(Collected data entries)

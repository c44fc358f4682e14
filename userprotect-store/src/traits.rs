// SPDX-License-Identifier: MIT OR Apache-2.0

use std::error::Error;

use tokio::sync::OwnedSemaphorePermit;

/// Transaction provider of an override store.
///
/// Saves hold the returned permit until they commit or roll back, which makes the delete and
/// insert of one save visible to readers all at once.
pub trait Transaction {
    type Error: Error;

    type Permit;

    /// Begins a transaction.
    fn begin(&self) -> impl Future<Output = Result<Self::Permit, Self::Error>>;

    /// Rolls back the transaction and with that all uncommitted changes.
    fn rollback(&self, permit: Self::Permit) -> impl Future<Output = Result<(), Self::Error>>;

    /// Commits the transaction.
    fn commit(&self, permit: Self::Permit) -> impl Future<Output = Result<(), Self::Error>>;
}

/// Place where a store keeps the uncommitted state of the running transaction.
pub trait TransactionSlot {
    /// Throws away uncommitted state, if there is any.
    fn discard(&self);
}

/// Proof of holding the single transaction slot of a store.
///
/// Stores drop the permit after committing or rolling back. A permit dropped before that, for
/// example because the save holding it was cancelled, discards the uncommitted state so the next
/// transaction starts from the committed one.
pub struct TransactionPermit<S: TransactionSlot> {
    _permit: OwnedSemaphorePermit,
    slot: S,
}

impl<S: TransactionSlot> TransactionPermit<S> {
    pub(crate) fn new(permit: OwnedSemaphorePermit, slot: S) -> Self {
        Self {
            _permit: permit,
            slot,
        }
    }
}

impl<S: TransactionSlot> Drop for TransactionPermit<S> {
    fn drop(&mut self) {
        self.slot.discard();
    }
}
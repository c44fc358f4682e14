// SPDX-License-Identifier: MIT OR Apache-2.0

//! `OverrideStore` trait for persisting per-user permission overrides as well as concrete
//! `MemoryStore` and `SqliteStore` implementations.
#[cfg(feature = "memory")]
mod memory;
#[cfg(feature = "sqlite")]
mod models;
#[cfg(feature = "sqlite")]
mod sqlite;
mod traits;

pub use traits::OverrideStore;
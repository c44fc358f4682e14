// SPDX-License-Identifier: MIT OR Apache-2.0

use std::cell::RefCell;
use std::collections::BTreeMap;
use std::rc::Rc;
use std::sync::Arc;

use thiserror::Error;
use tokio::sync::Semaphore;
use userprotect_core::{OverrideRow, Subject};

use crate::traits::{Transaction, TransactionPermit, TransactionSlot};

pub(crate) type OverrideTables = BTreeMap<Subject, Vec<OverrideRow>>;

/// Staged copy of all tables while a save is running.
type StagedTables = Rc<RefCell<Option<OverrideTables>>>;

impl TransactionSlot for StagedTables {
    fn discard(&self) {
        if let Ok(mut staged) = self.try_borrow_mut() {
            staged.take();
        }
    }
}

/// In-memory store.
///
/// This does not persist data permamently, all changes are lost when the process ends. Use this
/// only in development or test contexts.
///
/// Transactions work on a staged copy of all tables which replaces the committed state on
/// `commit` and is thrown away on `rollback` or when the permit gets dropped. All saves share the
/// one staged copy, so like with SQLite they run one after another, also for different subjects.
#[derive(Clone, Debug)]
pub struct MemoryStore {
    pub(crate) committed: Rc<RefCell<OverrideTables>>,
    pub(crate) staged: StagedTables,
    semaphore: Arc<Semaphore>,
}

impl MemoryStore {
    pub fn new() -> Self {
        Self {
            committed: Rc::new(RefCell::new(BTreeMap::new())),
            staged: Rc::new(RefCell::new(None)),
            semaphore: Arc::new(Semaphore::new(1)),
        }
    }

    /// Apply a change to the staged tables of the currently running transaction.
    pub(crate) fn staged<F, R>(&self, f: F) -> Result<R, MemoryStoreError>
    where
        F: FnOnce(&mut OverrideTables) -> R,
    {
        let mut staged = self.staged.borrow_mut();
        let tables = staged.as_mut().ok_or(MemoryStoreError::TransactionMissing)?;
        Ok(f(tables))
    }
}

impl Default for MemoryStore {
    fn default() -> Self {
        Self::new()
    }
}

impl Transaction for MemoryStore {
    type Error = MemoryStoreError;

    type Permit = TransactionPermit<StagedTables>;

    async fn begin(&self) -> Result<Self::Permit, MemoryStoreError> {
        let permit = self
            .semaphore
            .clone()
            .acquire_owned()
            .await
            .expect("if semaphore is closed then the whole struct is gone as well");

        // Replaces leftovers of a save which went away without releasing its permit cleanly.
        self.staged.replace(Some(self.committed.borrow().clone()));

        Ok(TransactionPermit::new(permit, self.staged.clone()))
    }

    async fn rollback(&self, permit: Self::Permit) -> Result<(), MemoryStoreError> {
        let Some(_) = self.staged.borrow_mut().take() else {
            panic!("can't have no transaction without dropping permit first")
        };
        drop(permit);
        Ok(())
    }

    async fn commit(&self, permit: Self::Permit) -> Result<(), MemoryStoreError> {
        let Some(tables) = self.staged.borrow_mut().take() else {
            panic!("can't have no transaction without dropping permit first")
        };
        self.committed.replace(tables);
        drop(permit);
        Ok(())
    }
}

#[derive(Debug, Error)]
pub enum MemoryStoreError {
    #[error("tried to interact with inexistant transaction")]
    TransactionMissing,
}

// Trait implementations are in the regarding modules, see for example `overrides`.
// SPDX-License-Identifier: MIT OR Apache-2.0

//! Data types shared by the permission override engine and its storage backends.
//!
//! An _override_ is an explicit per-user addition or removal of a right on a _subject_. A subject
//! is either an existing page (identified by its immutable numeric id) or a title which does not
//! exist yet (identified by namespace and normalized title key). Overrides are stored as
//! [`OverrideRow`]s, one per (subject, right type, user, direction).
//!
//! All types validate their input on construction, invalid subjects, right names or user names
//! never reach a store.
pub mod right;
pub mod row;
pub mod subject;
pub mod timestamp;
pub mod user;

pub use right::{Direction, DirectionError, RightError, RightName, RightType, WILDCARD};
pub use row::OverrideRow;
pub use subject::{Namespace, PageId, Subject, SubjectError, TitleKey};
pub use timestamp::{Timestamp, TimestampError};
pub use user::{UserId, UserName, UserNameError};
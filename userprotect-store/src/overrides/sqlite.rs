// SPDX-License-Identifier: MIT OR Apache-2.0

use std::collections::BTreeSet;

use sqlx::{QueryBuilder, Sqlite, query};
use userprotect_core::{Namespace, OverrideRow, PageId, RightType, Subject, TitleKey, UserId};

use crate::overrides::OverrideStore;
use crate::overrides::models::{PageOverrideRow, TitleOverrideRow};
use crate::sqlite::{SqliteError, SqliteStore};

/// Maximum number of rows per `INSERT` statement, keeps us below SQLite's limit of bound
/// variables per statement.
const INSERT_CHUNK_SIZE: usize = 100;

/// Starts a `SELECT` on the table of the given subject, filtered by that subject.
fn select_query<'args>(subject: &Subject) -> QueryBuilder<'args, Sqlite> {
    match subject {
        Subject::ExistingPage { id } => {
            let mut builder = QueryBuilder::new(
                "
                SELECT
                    page_id,
                    right_type,
                    user_id,
                    added,
                    timestamp
                FROM
                    user_protect_rights
                WHERE
                    page_id = ",
            );
            builder.push_bind(id.to_string());
            builder
        }
        Subject::PendingTitle { namespace, title } => {
            let mut builder = QueryBuilder::new(
                "
                SELECT
                    namespace,
                    title,
                    right_type,
                    user_id,
                    added,
                    timestamp
                FROM
                    user_protect_titles
                WHERE
                    namespace = ",
            );
            builder
                .push_bind(namespace.get())
                .push(" AND title = ")
                .push_bind(title.to_string());
            builder
        }
    }
}

fn push_right_types(builder: &mut QueryBuilder<'_, Sqlite>, right_types: &BTreeSet<RightType>) {
    if right_types.is_empty() {
        builder.push(" AND 0");
        return;
    }

    builder.push(" AND right_type IN (");
    let mut separated = builder.separated(", ");
    for right_type in right_types {
        separated.push_bind(right_type.to_string());
    }
    separated.push_unseparated(")");
}

async fn fetch_rows(
    subject: &Subject,
    mut builder: QueryBuilder<'_, Sqlite>,
    pool: &sqlx::SqlitePool,
) -> Result<Vec<OverrideRow>, SqliteError> {
    builder.push(" ORDER BY rowid");

    match subject {
        Subject::ExistingPage { .. } => builder
            .build_query_as::<PageOverrideRow>()
            .fetch_all(pool)
            .await?
            .into_iter()
            .map(OverrideRow::try_from)
            .collect(),
        Subject::PendingTitle { .. } => builder
            .build_query_as::<TitleOverrideRow>()
            .fetch_all(pool)
            .await?
            .into_iter()
            .map(OverrideRow::try_from)
            .collect(),
    }
}

impl<'a> OverrideStore for SqliteStore<'a> {
    type Error = SqliteError;

    async fn overrides_for_user(
        &self,
        subject: &Subject,
        user_id: UserId,
        right_types: &BTreeSet<RightType>,
    ) -> Result<Vec<OverrideRow>, Self::Error> {
        self.execute(async |pool| {
            let mut builder = select_query(subject);
            builder.push(" AND user_id = ").push_bind(user_id.to_string());
            push_right_types(&mut builder, right_types);
            fetch_rows(subject, builder, pool).await
        })
        .await
    }

    async fn overrides_for_subject(
        &self,
        subject: &Subject,
        right_types: &BTreeSet<RightType>,
    ) -> Result<Vec<OverrideRow>, Self::Error> {
        self.execute(async |pool| {
            let mut builder = select_query(subject);
            push_right_types(&mut builder, right_types);
            fetch_rows(subject, builder, pool).await
        })
        .await
    }

    async fn delete_overrides(&self, subject: &Subject) -> Result<u64, Self::Error> {
        let result = self
            .tx(async |tx| {
                let statement = match subject {
                    Subject::ExistingPage { id } => query(
                        "
                        DELETE FROM
                            user_protect_rights
                        WHERE
                            page_id = ?
                        ",
                    )
                    .bind(id.to_string()),
                    Subject::PendingTitle { namespace, title } => query(
                        "
                        DELETE FROM
                            user_protect_titles
                        WHERE
                            namespace = ?
                            AND title = ?
                        ",
                    )
                    .bind(namespace.get())
                    .bind(title.to_string()),
                };

                statement
                    .execute(&mut **tx)
                    .await
                    .map_err(SqliteError::Sqlite)
            })
            .await?;
        Ok(result.rows_affected())
    }

    async fn insert_overrides(&self, rows: &[OverrideRow]) -> Result<u64, Self::Error> {
        let page_rows: Vec<(PageId, &OverrideRow)> = rows
            .iter()
            .filter_map(|row| match &row.subject {
                Subject::ExistingPage { id } => Some((*id, row)),
                Subject::PendingTitle { .. } => None,
            })
            .collect();

        let title_rows: Vec<(Namespace, &TitleKey, &OverrideRow)> = rows
            .iter()
            .filter_map(|row| match &row.subject {
                Subject::ExistingPage { .. } => None,
                Subject::PendingTitle { namespace, title } => Some((*namespace, title, row)),
            })
            .collect();

        self.tx(async |tx| {
            let mut inserted = 0;

            for chunk in page_rows.chunks(INSERT_CHUNK_SIZE) {
                let mut builder = QueryBuilder::<Sqlite>::new(
                    "
                    INSERT INTO
                        user_protect_rights (
                            page_id,
                            right_type,
                            user_id,
                            added,
                            timestamp
                        )
                    ",
                );
                builder.push_values(chunk, |mut values, (id, row)| {
                    values
                        .push_bind(id.to_string())
                        .push_bind(row.right_type.to_string())
                        .push_bind(row.user_id.to_string())
                        .push_bind(row.direction.is_added())
                        .push_bind(row.timestamp.to_string());
                });
                inserted += builder.build().execute(&mut **tx).await?.rows_affected();
            }

            for chunk in title_rows.chunks(INSERT_CHUNK_SIZE) {
                let mut builder = QueryBuilder::<Sqlite>::new(
                    "
                    INSERT INTO
                        user_protect_titles (
                            namespace,
                            title,
                            right_type,
                            user_id,
                            added,
                            timestamp
                        )
                    ",
                );
                builder.push_values(chunk, |mut values, (namespace, title, row)| {
                    values
                        .push_bind(namespace.get())
                        .push_bind(title.to_string())
                        .push_bind(row.right_type.to_string())
                        .push_bind(row.user_id.to_string())
                        .push_bind(row.direction.is_added())
                        .push_bind(row.timestamp.to_string());
                });
                inserted += builder.build().execute(&mut **tx).await?.rows_affected();
            }

            Ok(inserted)
        })
        .await
    }
}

# Activity
Transcribe the lines from the first line of the records through the line that contains "pub trait TransactionSlot", both included, and add nothing else.

# Response area
repository c44fc358f4682e14
filename userprotect-store/src/traits.rs
// SPDX-License-Identifier: MIT OR Apache-2.0

use std::error::Error;

use tokio::sync::OwnedSemaphorePermit;

/// Transaction provider of an override store.
///
/// Saves hold the returned permit until they commit or roll back, which makes the delete and
/// insert of one save visible to readers all at once.
pub trait Transaction {
    type Error: Error;

    type Permit;

    /// Begins a transaction.
    fn begin(&self) -> impl Future<Output = Result<Self::Permit, Self::Error>>;

    /// Rolls back the transaction and with that all uncommitted changes.
    fn rollback(&self, permit: Self::Permit) -> impl Future<Output = Result<(), Self::Error>>;

    /// Commits the transaction.
    fn commit(&self, permit: Self::Permit) -> impl Future<Output = Result<(), Self::Error>>;
}

/// Place where a store keeps the uncommitted state of the running transaction.
pub trait TransactionSlot {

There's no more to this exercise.